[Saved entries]

☆ ☆ ☆

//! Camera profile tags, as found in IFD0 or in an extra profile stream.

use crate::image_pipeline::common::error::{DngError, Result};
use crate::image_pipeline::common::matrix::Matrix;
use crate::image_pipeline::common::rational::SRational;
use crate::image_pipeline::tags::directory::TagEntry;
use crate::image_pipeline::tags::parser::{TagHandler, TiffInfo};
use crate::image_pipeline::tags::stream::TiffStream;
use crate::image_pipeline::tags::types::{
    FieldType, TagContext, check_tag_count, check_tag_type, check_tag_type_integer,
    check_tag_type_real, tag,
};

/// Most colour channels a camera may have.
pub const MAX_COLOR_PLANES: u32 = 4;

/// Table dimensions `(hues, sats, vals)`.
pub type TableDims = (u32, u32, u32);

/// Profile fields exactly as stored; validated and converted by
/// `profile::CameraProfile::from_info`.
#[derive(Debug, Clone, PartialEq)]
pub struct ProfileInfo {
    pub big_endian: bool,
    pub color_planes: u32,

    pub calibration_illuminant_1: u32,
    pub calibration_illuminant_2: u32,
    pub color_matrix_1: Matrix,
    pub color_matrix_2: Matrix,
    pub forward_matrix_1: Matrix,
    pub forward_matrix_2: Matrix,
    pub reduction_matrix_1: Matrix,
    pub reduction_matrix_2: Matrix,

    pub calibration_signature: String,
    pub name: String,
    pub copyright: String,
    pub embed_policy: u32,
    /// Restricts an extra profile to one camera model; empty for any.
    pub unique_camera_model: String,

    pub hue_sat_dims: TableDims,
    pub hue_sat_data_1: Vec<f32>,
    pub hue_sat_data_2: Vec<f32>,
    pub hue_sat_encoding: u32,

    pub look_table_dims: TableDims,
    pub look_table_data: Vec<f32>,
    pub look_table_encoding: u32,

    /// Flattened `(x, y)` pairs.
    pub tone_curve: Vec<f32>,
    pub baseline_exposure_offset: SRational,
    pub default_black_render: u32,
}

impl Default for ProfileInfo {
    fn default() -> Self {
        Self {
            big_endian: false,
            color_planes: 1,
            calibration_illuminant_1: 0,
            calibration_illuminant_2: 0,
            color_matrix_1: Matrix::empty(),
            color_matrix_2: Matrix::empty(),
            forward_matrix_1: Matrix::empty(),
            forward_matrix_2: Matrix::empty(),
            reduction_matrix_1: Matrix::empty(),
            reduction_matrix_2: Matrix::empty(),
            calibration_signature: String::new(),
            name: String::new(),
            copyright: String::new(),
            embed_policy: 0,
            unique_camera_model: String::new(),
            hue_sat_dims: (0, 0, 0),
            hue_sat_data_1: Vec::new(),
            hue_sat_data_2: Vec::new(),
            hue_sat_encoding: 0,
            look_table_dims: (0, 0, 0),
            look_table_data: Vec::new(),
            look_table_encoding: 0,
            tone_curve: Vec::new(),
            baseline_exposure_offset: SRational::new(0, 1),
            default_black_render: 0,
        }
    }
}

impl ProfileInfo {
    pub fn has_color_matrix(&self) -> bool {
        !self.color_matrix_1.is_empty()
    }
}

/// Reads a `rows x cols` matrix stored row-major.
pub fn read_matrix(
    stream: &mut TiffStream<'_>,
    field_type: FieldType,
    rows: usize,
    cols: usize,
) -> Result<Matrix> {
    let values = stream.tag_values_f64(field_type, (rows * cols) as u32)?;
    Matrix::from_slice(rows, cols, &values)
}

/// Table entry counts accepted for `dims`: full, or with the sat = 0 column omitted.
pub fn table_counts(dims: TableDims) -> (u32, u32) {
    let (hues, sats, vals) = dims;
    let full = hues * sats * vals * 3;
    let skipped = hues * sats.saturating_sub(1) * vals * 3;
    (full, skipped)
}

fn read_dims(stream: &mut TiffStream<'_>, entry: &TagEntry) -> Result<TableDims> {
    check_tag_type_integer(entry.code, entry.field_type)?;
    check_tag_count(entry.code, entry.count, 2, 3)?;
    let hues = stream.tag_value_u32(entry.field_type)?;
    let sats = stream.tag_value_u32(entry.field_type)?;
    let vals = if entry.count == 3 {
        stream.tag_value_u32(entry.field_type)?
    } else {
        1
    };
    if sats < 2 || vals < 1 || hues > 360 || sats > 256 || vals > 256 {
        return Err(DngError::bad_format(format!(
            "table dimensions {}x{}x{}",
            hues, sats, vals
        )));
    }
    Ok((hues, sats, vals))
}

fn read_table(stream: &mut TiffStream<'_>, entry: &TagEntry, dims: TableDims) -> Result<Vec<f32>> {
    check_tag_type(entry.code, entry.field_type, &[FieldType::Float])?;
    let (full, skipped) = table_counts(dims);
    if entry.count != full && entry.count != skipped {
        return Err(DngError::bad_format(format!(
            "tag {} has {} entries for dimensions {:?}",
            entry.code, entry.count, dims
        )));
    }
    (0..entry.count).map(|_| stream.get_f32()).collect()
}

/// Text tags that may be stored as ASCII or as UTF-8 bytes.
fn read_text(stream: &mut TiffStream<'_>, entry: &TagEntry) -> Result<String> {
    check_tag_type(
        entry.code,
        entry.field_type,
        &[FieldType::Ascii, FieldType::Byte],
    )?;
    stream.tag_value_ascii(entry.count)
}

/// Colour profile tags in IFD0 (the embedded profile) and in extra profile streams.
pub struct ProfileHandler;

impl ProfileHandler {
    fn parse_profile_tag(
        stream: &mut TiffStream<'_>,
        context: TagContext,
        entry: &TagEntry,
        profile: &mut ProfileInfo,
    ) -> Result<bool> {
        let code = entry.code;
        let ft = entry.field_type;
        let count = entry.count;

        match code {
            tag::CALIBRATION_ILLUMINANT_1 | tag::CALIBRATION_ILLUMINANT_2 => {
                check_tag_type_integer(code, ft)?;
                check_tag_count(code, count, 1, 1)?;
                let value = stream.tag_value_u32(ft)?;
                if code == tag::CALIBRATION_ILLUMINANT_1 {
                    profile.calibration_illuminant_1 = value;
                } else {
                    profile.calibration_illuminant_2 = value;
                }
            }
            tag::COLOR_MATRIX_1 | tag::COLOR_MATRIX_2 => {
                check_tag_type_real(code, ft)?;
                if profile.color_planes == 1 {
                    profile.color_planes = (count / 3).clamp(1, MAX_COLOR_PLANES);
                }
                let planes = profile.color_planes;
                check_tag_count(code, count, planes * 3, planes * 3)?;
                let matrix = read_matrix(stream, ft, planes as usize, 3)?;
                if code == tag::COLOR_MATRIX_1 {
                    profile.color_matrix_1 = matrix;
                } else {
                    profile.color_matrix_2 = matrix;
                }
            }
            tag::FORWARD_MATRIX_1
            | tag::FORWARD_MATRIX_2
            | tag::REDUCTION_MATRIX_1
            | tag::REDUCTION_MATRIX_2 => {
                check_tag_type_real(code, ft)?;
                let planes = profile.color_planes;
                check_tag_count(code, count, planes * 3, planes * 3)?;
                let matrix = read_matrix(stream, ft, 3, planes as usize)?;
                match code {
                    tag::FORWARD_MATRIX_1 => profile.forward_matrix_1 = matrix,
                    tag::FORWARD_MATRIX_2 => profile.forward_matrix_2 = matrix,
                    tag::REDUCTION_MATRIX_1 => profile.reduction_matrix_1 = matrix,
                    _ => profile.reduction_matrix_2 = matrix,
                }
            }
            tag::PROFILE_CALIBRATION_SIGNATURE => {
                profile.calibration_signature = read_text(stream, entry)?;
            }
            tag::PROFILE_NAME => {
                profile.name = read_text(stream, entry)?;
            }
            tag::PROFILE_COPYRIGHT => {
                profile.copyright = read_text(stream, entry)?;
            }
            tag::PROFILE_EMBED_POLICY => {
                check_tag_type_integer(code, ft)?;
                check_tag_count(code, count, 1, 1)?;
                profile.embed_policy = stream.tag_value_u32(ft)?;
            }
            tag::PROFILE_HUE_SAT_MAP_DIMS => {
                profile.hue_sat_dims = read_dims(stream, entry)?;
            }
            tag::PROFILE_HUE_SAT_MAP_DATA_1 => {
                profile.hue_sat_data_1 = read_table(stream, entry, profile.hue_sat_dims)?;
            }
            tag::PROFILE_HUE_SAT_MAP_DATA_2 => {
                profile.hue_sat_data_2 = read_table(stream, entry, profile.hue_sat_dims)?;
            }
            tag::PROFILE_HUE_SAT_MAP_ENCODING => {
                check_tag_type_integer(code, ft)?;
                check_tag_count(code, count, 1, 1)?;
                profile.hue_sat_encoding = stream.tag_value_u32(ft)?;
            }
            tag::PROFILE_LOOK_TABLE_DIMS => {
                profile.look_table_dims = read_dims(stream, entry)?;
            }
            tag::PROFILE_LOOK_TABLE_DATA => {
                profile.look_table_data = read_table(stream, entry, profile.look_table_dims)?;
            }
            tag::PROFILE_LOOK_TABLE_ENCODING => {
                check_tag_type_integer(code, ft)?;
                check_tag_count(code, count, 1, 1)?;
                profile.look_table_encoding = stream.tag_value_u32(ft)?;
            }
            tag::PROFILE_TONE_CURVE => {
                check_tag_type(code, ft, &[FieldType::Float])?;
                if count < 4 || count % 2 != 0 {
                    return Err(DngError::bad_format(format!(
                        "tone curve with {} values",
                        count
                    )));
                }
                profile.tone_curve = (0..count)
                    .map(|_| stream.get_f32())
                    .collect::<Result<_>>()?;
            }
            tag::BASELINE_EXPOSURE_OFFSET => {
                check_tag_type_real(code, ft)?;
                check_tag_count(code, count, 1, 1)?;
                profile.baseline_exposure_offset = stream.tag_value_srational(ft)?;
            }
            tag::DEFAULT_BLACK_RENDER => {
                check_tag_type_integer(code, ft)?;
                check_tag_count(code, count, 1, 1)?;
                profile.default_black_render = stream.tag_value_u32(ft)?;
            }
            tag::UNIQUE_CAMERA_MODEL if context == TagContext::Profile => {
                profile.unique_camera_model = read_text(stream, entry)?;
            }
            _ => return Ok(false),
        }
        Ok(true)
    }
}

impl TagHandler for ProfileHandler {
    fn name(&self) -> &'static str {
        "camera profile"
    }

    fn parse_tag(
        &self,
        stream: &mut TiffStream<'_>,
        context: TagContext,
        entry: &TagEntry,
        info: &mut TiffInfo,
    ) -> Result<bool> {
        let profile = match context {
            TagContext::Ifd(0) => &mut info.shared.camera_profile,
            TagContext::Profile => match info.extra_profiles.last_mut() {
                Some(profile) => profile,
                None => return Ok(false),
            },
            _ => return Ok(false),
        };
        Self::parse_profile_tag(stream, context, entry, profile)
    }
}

☆ ☆ ☆

* _About this exercise_
Lines above that have "ProfileInfo": copy each of them.

* _Task output_
pub struct ProfileInfo {
impl Default for ProfileInfo {
impl ProfileInfo {
        profile: &mut ProfileInfo,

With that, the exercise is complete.